**Saved data entries**
>>>>>

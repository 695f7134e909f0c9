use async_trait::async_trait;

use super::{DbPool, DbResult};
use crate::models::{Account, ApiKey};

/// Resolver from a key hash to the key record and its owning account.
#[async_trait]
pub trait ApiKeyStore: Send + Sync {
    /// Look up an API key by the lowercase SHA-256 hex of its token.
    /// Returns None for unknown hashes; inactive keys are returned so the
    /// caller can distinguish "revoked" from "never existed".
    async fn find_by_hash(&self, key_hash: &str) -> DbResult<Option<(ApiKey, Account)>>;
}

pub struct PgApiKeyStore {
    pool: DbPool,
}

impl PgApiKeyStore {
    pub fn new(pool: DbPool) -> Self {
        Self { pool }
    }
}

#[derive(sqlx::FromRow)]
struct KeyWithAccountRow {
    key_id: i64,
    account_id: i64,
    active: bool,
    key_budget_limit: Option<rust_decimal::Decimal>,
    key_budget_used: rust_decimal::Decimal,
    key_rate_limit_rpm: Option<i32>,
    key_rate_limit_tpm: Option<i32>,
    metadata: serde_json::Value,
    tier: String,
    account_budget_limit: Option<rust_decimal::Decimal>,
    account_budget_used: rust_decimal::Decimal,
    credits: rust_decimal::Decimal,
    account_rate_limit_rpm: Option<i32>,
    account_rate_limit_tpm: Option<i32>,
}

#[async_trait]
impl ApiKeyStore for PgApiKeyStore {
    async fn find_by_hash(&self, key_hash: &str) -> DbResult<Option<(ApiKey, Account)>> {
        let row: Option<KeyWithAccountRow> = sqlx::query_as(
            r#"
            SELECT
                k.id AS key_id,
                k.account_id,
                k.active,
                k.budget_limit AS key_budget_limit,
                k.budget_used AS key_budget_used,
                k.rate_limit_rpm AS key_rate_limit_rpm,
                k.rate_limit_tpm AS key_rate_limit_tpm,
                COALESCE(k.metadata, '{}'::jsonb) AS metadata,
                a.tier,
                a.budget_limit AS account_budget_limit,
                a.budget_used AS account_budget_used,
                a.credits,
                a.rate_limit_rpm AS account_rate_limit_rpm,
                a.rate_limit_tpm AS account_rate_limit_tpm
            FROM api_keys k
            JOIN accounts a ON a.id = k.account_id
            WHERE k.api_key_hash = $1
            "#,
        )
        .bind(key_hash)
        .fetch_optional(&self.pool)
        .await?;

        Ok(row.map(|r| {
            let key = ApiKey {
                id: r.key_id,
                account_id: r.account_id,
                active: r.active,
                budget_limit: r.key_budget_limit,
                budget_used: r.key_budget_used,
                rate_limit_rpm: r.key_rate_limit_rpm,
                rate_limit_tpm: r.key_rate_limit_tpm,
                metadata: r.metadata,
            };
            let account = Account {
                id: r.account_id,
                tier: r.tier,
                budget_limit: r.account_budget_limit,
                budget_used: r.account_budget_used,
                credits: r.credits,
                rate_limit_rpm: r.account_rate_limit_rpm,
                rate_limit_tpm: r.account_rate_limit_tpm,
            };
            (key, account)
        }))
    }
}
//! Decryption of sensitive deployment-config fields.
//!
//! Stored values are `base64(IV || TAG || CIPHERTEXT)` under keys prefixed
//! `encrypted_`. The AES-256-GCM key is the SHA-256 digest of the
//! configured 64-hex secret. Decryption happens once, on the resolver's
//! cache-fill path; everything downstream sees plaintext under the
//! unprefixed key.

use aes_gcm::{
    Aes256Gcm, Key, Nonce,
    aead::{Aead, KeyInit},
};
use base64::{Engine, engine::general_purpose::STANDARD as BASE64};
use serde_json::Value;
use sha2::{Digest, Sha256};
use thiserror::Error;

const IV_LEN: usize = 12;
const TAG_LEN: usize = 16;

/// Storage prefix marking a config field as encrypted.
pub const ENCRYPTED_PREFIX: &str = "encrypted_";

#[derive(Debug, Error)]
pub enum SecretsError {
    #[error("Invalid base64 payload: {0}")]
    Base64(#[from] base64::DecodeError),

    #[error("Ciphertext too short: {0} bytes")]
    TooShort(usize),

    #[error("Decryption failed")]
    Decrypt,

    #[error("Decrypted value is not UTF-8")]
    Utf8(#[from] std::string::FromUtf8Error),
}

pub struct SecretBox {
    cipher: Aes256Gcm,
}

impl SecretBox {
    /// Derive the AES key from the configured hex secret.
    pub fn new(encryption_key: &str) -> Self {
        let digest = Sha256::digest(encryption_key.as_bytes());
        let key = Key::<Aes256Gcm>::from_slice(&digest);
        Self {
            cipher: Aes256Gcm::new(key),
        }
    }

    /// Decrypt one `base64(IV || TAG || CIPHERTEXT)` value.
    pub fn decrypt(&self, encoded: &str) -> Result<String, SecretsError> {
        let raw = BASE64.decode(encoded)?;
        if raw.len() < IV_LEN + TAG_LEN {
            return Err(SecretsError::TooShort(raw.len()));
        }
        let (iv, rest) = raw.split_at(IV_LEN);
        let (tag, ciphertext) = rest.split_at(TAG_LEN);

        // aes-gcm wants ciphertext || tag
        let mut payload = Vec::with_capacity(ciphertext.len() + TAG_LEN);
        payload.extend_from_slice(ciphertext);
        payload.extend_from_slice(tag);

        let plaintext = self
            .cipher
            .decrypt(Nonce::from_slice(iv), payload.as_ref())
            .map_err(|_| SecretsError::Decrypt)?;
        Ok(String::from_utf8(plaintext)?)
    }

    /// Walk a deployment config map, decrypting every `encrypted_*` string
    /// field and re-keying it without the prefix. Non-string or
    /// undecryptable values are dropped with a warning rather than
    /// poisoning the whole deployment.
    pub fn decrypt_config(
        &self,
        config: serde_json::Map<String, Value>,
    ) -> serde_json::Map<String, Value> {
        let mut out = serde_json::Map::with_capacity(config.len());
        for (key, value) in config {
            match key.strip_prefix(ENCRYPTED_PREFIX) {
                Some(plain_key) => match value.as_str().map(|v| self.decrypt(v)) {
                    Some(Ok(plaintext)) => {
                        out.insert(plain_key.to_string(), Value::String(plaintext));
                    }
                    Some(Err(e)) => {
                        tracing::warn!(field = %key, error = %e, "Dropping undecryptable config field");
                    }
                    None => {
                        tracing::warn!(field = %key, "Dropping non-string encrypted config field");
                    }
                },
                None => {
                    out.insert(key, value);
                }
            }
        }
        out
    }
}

<<<<<

**REQUIREMENT**
Copy the stretch of the records above that runs from the line with "let raw = BASE64.decode(encoded)?;" through the line with "-> serde_json::Map<String, Value>". Both end lines belong in the copy, and nothing else does.

**OUTPUT**
        let raw = BASE64.decode(encoded)?;
        if raw.len() < IV_LEN + TAG_LEN {
            return Err(SecretsError::TooShort(raw.len()));
        }
        let (iv, rest) = raw.split_at(IV_LEN);
        let (tag, ciphertext) = rest.split_at(TAG_LEN);

        // aes-gcm wants ciphertext || tag
        let mut payload = Vec::with_capacity(ciphertext.len() + TAG_LEN);
        payload.extend_from_slice(ciphertext);
        payload.extend_from_slice(tag);

        let plaintext = self
            .cipher
            .decrypt(Nonce::from_slice(iv), payload.as_ref())
            .map_err(|_| SecretsError::Decrypt)?;
        Ok(String::from_utf8(plaintext)?)
    }

    /// Walk a deployment config map, decrypting every `encrypted_*` string
    /// field and re-keying it without the prefix. Non-string or
    /// undecryptable values are dropped with a warning rather than
    /// poisoning the whole deployment.
    pub fn decrypt_config(
        &self,
        config: serde_json::Map<String, Value>,
    ) -> serde_json::Map<String, Value> {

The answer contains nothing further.